Science Underground – … the most powerful and perfect spectroscope of its time

Spectroscope, made by Adam Hilger, 1876
Spectroscope, made by Adam Hilger, 1876, Powerhouse Museum, H9974

This spectroscope was made by the Adam Hilger of 192 Tottenham Court Road, London. It is also one of the earliest spectroscopes Hilger made as Henry Chamberlin Russell, Government Astronomer at the Sydney Observatory, ordered it in 1875; the same year Hilger opened his business.

After being tested it arrived in Sydney in 1876 and Russell appears to have been very happy with the workmanship. In his 1876 Government Report he described it as being the “most powerful and perfect one in the world at the time of its manufacture”. It was certainly well used as Russell connected it to the Observatory’s Merz 7.25-inch telescope to make spectral measurements. In 1878 it was also taken to the Blue Mountains to enable Russell to conduct tests to find out whether the performance of the observatory’s astronomical equipment was improved in the mountain air.

The spectroscope is an instrument which is attached to a telescope to spread light from the lens into lines of spectral wavelengths. This light is passed through a slit, and collimator, and then through a prism, or prisms, to disperse it into different wavelengths.

In 1859 Robert Bunsen and Gustav Kirchhoff worked out how to measure the spectrums cast by the spectroscope and began using it to identify the chemical constitution of substances in the atmosphere. Initially experiments focussed on the earth’s atmosphere but by 1860 a number of astronomers had begun to pioneer the use of spectroscopes for measuring the chemical composition of bodies in space.

One of the most significant events occurred in 1864 when William Huggins and W. A. Miller published their paper on stellar spectra.

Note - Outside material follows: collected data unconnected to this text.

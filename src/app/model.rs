//! Application model types: `App` and `PlayerEvent`.
//!
//! `App` holds the playlist cursor, the playing flag, elapsed/duration and
//! the derived display strings. It never talks to audio itself; whoever
//! subscribes reacts to the events it emits.

use std::sync::mpsc::{self, Receiver, Sender};
use std::time::Duration;

use crate::audio::SongInfo;
use crate::catalog::{Playlist, Track};

use super::format::format_duration_label;

/// Change notifications published by [`App`].
#[derive(Debug, Clone, PartialEq)]
pub enum PlayerEvent {
    /// The playing flag flipped to the given value.
    PlayingChanged(bool),
    /// The cursor moved (or restarted) to `index`. `resume` records whether
    /// playback was active right before the change.
    TrackChanged { index: usize, resume: bool },
    /// The current track finished loading with this duration.
    TrackLoaded { duration: Duration },
    /// The current track could not be loaded.
    TrackFailed,
    /// Elapsed time was updated by a clock tick or a seek.
    ElapsedChanged(Duration),
}

/// The main application model.
pub struct App {
    playlist: Playlist,
    index: usize,
    playing: bool,
    loaded: bool,
    elapsed: Duration,
    duration: Duration,
    elapsed_label: String,
    duration_label: String,
    song: SongInfo,
    subscribers: Vec<Sender<PlayerEvent>>,
}

impl App {
    /// Create a new `App` positioned on the first track, paused.
    pub fn new(playlist: Playlist) -> Self {
        Self {
            playlist,
            index: 0,
            playing: false,
            loaded: false,
            elapsed: Duration::ZERO,
            duration: Duration::ZERO,
            elapsed_label: format_duration_label(Duration::ZERO),
            duration_label: format_duration_label(Duration::ZERO),
            song: SongInfo::placeholder(),
            subscribers: Vec::new(),
        }
    }

    /// Register a new listener; it receives every event emitted from now on.
    pub fn subscribe(&mut self) -> Receiver<PlayerEvent> {
        let (tx, rx) = mpsc::channel();
        self.subscribers.push(tx);
        rx
    }

    fn emit(&mut self, event: PlayerEvent) {
        // Listeners that hung up are dropped.
        self.subscribers.retain(|tx| tx.send(event.clone()).is_ok());
    }

    fn refresh_labels(&mut self) {
        self.elapsed_label = format_duration_label(self.elapsed);
        self.duration_label = format_duration_label(self.duration);
    }

    fn set_playing(&mut self, playing: bool) {
        if self.playing != playing {
            self.playing = playing;
            self.emit(PlayerEvent::PlayingChanged(playing));
        }
    }

    /// Flip the playing flag.
    pub fn toggle(&mut self) {
        self.set_playing(!self.playing);
    }

    /// Set playing; no event when already playing.
    pub fn play(&mut self) {
        self.set_playing(true);
    }

    /// Clear playing; no event when already paused.
    pub fn pause(&mut self) {
        self.set_playing(false);
    }

    /// Move to the next track, wrapping to the first after the last.
    pub fn advance(&mut self) {
        let next = self.playlist.next_index(self.index);
        self.change_track(next);
    }

    /// Move to the previous track; on the first track this restarts it.
    pub fn rewind(&mut self) {
        let prev = self.playlist.prev_index(self.index);
        self.change_track(prev);
    }

    fn change_track(&mut self, index: usize) {
        let resume = self.playing;
        self.set_playing(false);

        self.index = index;
        self.loaded = false;
        self.elapsed = Duration::ZERO;
        self.duration = Duration::ZERO;
        self.song = SongInfo::placeholder();
        self.refresh_labels();

        self.emit(PlayerEvent::TrackChanged { index, resume });
    }

    /// Clock tick: take `current` as elapsed time, but only while playing.
    pub fn tick(&mut self, current: Duration) {
        if !self.playing {
            return;
        }
        self.elapsed = current.min(self.duration);
        self.refresh_labels();
        self.emit(PlayerEvent::ElapsedChanged(self.elapsed));
    }

    /// User scrub: set elapsed regardless of the playing flag.
    pub fn seek(&mut self, value: Duration) {
        self.elapsed = value.min(self.duration);
        self.refresh_labels();
        self.emit(PlayerEvent::ElapsedChanged(self.elapsed));
    }

    /// Record what the media backend reported for the current track.
    pub fn track_loaded(&mut self, duration: Duration, song: SongInfo) {
        self.loaded = true;
        self.duration = duration;
        self.elapsed = self.elapsed.min(duration);
        self.song = song;
        self.refresh_labels();
        self.emit(PlayerEvent::TrackLoaded { duration });
    }

    /// The current track could not be loaded: stay paused at zero with
    /// placeholder metadata.
    pub fn track_failed(&mut self) {
        self.set_playing(false);
        self.loaded = false;
        self.elapsed = Duration::ZERO;
        self.duration = Duration::ZERO;
        self.song = SongInfo::placeholder();
        self.refresh_labels();
        self.emit(PlayerEvent::TrackFailed);
    }

    pub fn playlist(&self) -> &Playlist {
        &self.playlist
    }

    pub fn index(&self) -> usize {
        self.index
    }

    pub fn current_track(&self) -> &Track {
        self.playlist.get(self.index)
    }

    pub fn is_playing(&self) -> bool {
        self.playing
    }

    /// Whether the current track is loaded in the backend.
    pub fn is_loaded(&self) -> bool {
        self.loaded
    }

    pub fn elapsed(&self) -> Duration {
        self.elapsed
    }

    pub fn duration(&self) -> Duration {
        self.duration
    }

    pub fn elapsed_label(&self) -> &str {
        &self.elapsed_label
    }

    pub fn duration_label(&self) -> &str {
        &self.duration_label
    }

    pub fn song(&self) -> &SongInfo {
        &self.song
    }

    /// Elapsed as a fraction of duration in `0.0..=1.0` (0 when unknown).
    pub fn progress(&self) -> f64 {
        if self.duration.is_zero() {
            return 0.0;
        }
        (self.elapsed.as_secs_f64() / self.duration.as_secs_f64()).clamp(0.0, 1.0)
    }
}
use std::fs;
use std::path::Path;

use lofty::config::WriteOptions;
use lofty::picture::{MimeType, Picture, PictureType};
use lofty::prelude::{Accessor, TagExt};
use lofty::tag::{Tag, TagType};
use tempfile::tempdir;

use super::metadata::{
    PLACEHOLDER_ARTIST, PLACEHOLDER_TITLE, SongInfo, artwork_kind, mime_extension, read_tags,
};
use super::sink::open_source;
use super::types::AudioError;

#[test]
fn open_source_reports_missing_file_as_open_error() {
    let Err(err) = open_source(Path::new("/definitely/not/here.mp3")) else {
        panic!("missing file must not open");
    };
    assert!(matches!(err, AudioError::Open { .. }));
    assert!(err.to_string().contains("here.mp3"));
}

#[test]
fn open_source_reports_garbage_as_decode_error() {
    let dir = tempdir().unwrap();
    let path = dir.path().join("broken.mp3");
    fs::write(&path, b"this is not audio").unwrap();

    let Err(err) = open_source(&path) else {
        panic!("garbage must not decode");
    };
    assert!(matches!(err, AudioError::Decode { .. }));
}

#[test]
fn read_tags_of_untagged_file_falls_back_to_placeholders() {
    let dir = tempdir().unwrap();
    let path = dir.path().join("broken.mp3");
    fs::write(&path, b"this is not audio").unwrap();

    let report = read_tags(&path);
    assert_eq!(report.info, SongInfo::placeholder());
    assert_eq!(report.duration, None);
}

#[test]
fn placeholder_uses_constant_labels() {
    let info = SongInfo::default();
    assert_eq!(info.title, PLACEHOLDER_TITLE);
    assert_eq!(info.artist, PLACEHOLDER_ARTIST);
    assert!(info.artwork.is_none());
    assert!(info.is_placeholder());

    let tagged = SongInfo {
        title: "Sixteen".to_string(),
        ..SongInfo::placeholder()
    };
    assert!(!tagged.is_placeholder());
}

#[test]
fn artwork_kind_sniffs_common_formats() {
    assert_eq!(artwork_kind(&[0x89, b'P', b'N', b'G', 0x0D, 0x0A]), "png");
    assert_eq!(artwork_kind(&[0xFF, 0xD8, 0xFF, 0xE0]), "jpg");
    assert_eq!(artwork_kind(b"GIF89a"), "gif");
    assert_eq!(artwork_kind(b"RIFF\0\0\0\0WEBPVP8 "), "webp");
    assert_eq!(artwork_kind(b"??"), "img");
}

#[test]
fn mime_type_from_tag_names_the_artwork() {
    assert_eq!(mime_extension(&MimeType::Png), Some("png"));
    assert_eq!(mime_extension(&MimeType::Jpeg), Some("jpg"));
    assert_eq!(mime_extension(&MimeType::Unknown("image/x-odd".to_string())), None);
}

/// 0.1s of mono 16-bit silence at 8 kHz.
fn silent_wav() -> Vec<u8> {
    let samples = vec![0u8; 1600];
    let mut v = Vec::new();
    v.extend_from_slice(b"RIFF");
    v.extend_from_slice(&(36 + samples.len() as u32).to_le_bytes());
    v.extend_from_slice(b"WAVEfmt ");
    v.extend_from_slice(&16u32.to_le_bytes());
    v.extend_from_slice(&1u16.to_le_bytes());
    v.extend_from_slice(&1u16.to_le_bytes());
    v.extend_from_slice(&8000u32.to_le_bytes());
    v.extend_from_slice(&16000u32.to_le_bytes());
    v.extend_from_slice(&2u16.to_le_bytes());
    v.extend_from_slice(&16u16.to_le_bytes());
    v.extend_from_slice(b"data");
    v.extend_from_slice(&(samples.len() as u32).to_le_bytes());
    v.extend_from_slice(&samples);
    v
}

fn png_cover() -> Picture {
    let mut data = b"\x89PNG\r\n\x1a\n".to_vec();
    data.resize(64, 0);
    let mut picture = Picture::from_reader(&mut data.as_slice()).unwrap();
    picture.set_pic_type(PictureType::CoverFront);
    picture
}

fn write_tagged(path: &Path, title: &str, artist: &str, cover: Option<Picture>) {
    fs::write(path, silent_wav()).unwrap();
    let mut tag = Tag::new(TagType::Id3v2);
    tag.set_title(title.to_string());
    tag.set_artist(artist.to_string());
    if let Some(cover) = cover {
        tag.push_picture(cover);
    }
    tag.save_to_path(path, WriteOptions::default()).unwrap();
}

#[test]
fn read_tags_extracts_title_artist_and_cover() {
    let dir = tempdir().unwrap();
    let path = dir.path().join("tagged.wav");
    write_tagged(&path, "Sixteen", "Some Band", Some(png_cover()));

    let report = read_tags(&path);
    assert_eq!(report.info.title, "Sixteen");
    assert_eq!(report.info.artist, "Some Band");
    let art = report.info.artwork.expect("cover should be read");
    assert_eq!(art.kind, "png");
    assert_eq!(art.data.len(), 64);
    assert!(report.duration.is_some());
}

#[test]
fn read_tags_falls_back_for_blank_fields() {
    let dir = tempdir().unwrap();
    let path = dir.path().join("blank.wav");
    write_tagged(&path, "   ", "Some Band", None);

    let report = read_tags(&path);
    assert_eq!(report.info.title, PLACEHOLDER_TITLE);
    assert_eq!(report.info.artist, "Some Band");
    assert!(report.info.artwork.is_none());
}
use std::time::Duration;

/// Render `seconds` as `m:ss`.
///
/// Minutes are `floor(seconds / 60)`; seconds are `seconds mod 60` rounded
/// half away from zero and capped at 59, so a value like 599.6 reads `9:59`
/// rather than `9:60`. Negative and non-finite input renders as `0:00`.
pub fn format_time_label(seconds: f64) -> String {
    if !seconds.is_finite() || seconds <= 0.0 {
        return "0:00".to_string();
    }
    let minutes = (seconds / 60.0).floor() as u64;
    let secs = ((seconds % 60.0).round() as u64).min(59);
    format!("{minutes}:{secs:02}")
}

pub fn format_duration_label(d: Duration) -> String {
    format_time_label(d.as_secs_f64())
}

This identified elements from stars which were the same as those on earth and made it clear other planets, like the sun, had atmospheres as well.

Todd, David, P., Stars and Telescopes, Sampson Low, Marston, and Co., 1900
Chaldecott, J., ‘Printed Ephemera of Some Nineteenth Century Instrument Makers’, in Blondel, C., Parot, F., Turner, A., Williams, M., (eds), Studies in the History of Scientific Instruments, Rogers Turner Books, London, 1989
McConnell, A., Instrument Makers to the World; a History of Cooke, Troughton and Simms, William Sessions, York, England, 1992
Knight, E., H., (ed), ‘Knight’s American Mechanical Dictionary’, Vol III, J.B. Ford and Company, New York, 1874, p.2259
King, H., C., The History of the Telescope, Dover Publications, New York, 1955

One response to “Science Underground – … the most powerful and perfect spectroscope of its time

  • This post reminds me of a cautionary tale.

    In 1830 pilosopher Auguste Comte declared that the chemical composition of the stars is unknowable. Unfortunately for Comte’s later reputation, Joseph von Fraunhofer had already invented the spectroscope and used it to study the spectrum of sunlight, although it was left to Bunsen (the eponymous burner man) and Kirchhoff to explain the ‘Fraunhofer lines’ in the spectrum.

    Be careful when you state that something is impossible!